Oh (as the lead to a sentence): Usually signifies that you are caught in a lie. Do not try to lie more to get out of it, or you will get a raised eyebrows "Go ahead" followed by acts so unspeakable that we can't bring ourselves to write about them.
That's Okay: This is one of the most dangerous statements that a woman can say. "That's Okay" means that she wants to think long and hard before paying you retributions for whatever it is that you have done. "That's Okay" is often used with the word "Fine" and used in conjunction with a raised eyebrow "Go ahead". At some point in the near future when she has plotted and planned, you are going to be in some mighty big trouble.

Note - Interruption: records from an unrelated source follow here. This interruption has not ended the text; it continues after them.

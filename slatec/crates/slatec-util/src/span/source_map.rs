//! Mapping from file ids to file paths and contents.

use super::{FileId, Span};

/// A registered source file.
#[derive(Clone, Debug)]
pub struct SourceFile {
    /// Path as given by the caller; used verbatim in diagnostics.
    pub path: String,
    /// Full UTF-8 contents.
    pub text: String,
}

/// Registry of the source files belonging to one compilation.
///
/// Files are assigned sequential [`FileId`]s in registration order, which
/// is also the order diagnostics are sorted by.
#[derive(Debug, Default)]
pub struct SourceMap {
    files: Vec<SourceFile>,
}

impl SourceMap {
    /// Create an empty source map.
    pub fn new() -> Self {
        Self::default()
    }

    /// Register a file and return its id.
    pub fn add_file(&mut self, path: impl Into<String>, text: impl Into<String>) -> FileId {
        let id = FileId(self.files.len() as u32);
        self.files.push(SourceFile {
            path: path.into(),
            text: text.into(),
        });
        id
    }

    /// Look up a file by id.
    pub fn file(&self, id: FileId) -> Option<&SourceFile> {
        self.files.get(id.0 as usize)
    }

    /// Path of a file, or `"<unknown>"` for dummy/unregistered ids.
    pub fn path(&self, id: FileId) -> &str {
        self.file(id).map(|f| f.path.as_str()).unwrap_or("<unknown>")
    }

    /// Extract the text under a span, if the span is in range.
    pub fn snippet(&self, span: Span) -> Option<&str> {
        let file = self.file(span.file)?;
        file.text.get(span.start as usize..span.end as usize)
    }

    /// Number of registered files.
    pub fn len(&self) -> usize {
        self.files.len()
    }

    /// True if no file has been registered.
    pub fn is_empty(&self) -> bool {
        self.files.is_empty()
    }
}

Please Do: This is not a statement, it is an offer. A woman is giving you the chance to come up with whatever excuse or reason you have for doing whatever it is that you have done. You have a fair chance to tell the truth, so be careful and you shouldn't get a "That's Okay".
Thanks: A woman is thanking you. Do not faint; just say you're welcome.
Thanks a lot: This is much different from "Thanks". A woman will say, "Thanks a lot" when she is really ticked off at you. It signifies that you have hurt her in some callous way, and will be followed by the "Loud Sigh". Be careful not to ask what is wrong after the "Loud Sigh", as she will only tell you "Nothing".
I hope this clears up any misunderstandings......enjoy...
Hard Rain
12-09-2005, 09:59 PM
I already had a promotion........but she kicked me out of her office.....she did luagh though.....
You're on a roll, show her this one (http://oregonstate.edu/enews/enewsImg/guerrillaGirls.jpg) next time!
Mack55
12-09-2005, 10:57 PM
What's worse then a male chauvinist pig?
A woman who won't do what she's told
----------------------------------
Did you here they finally made a device that makes cars run 95% quieter?
Yeah, it fits right over her mouth.
----------------------------------
Why were shopping carts invented?
To teach women to walk on their hind legs.
----------------------------------
If your dog is barking at the back door and your wife is yelling at the front door, who do you let in first?
The Dog of course...at least he'll shut up after you let him in!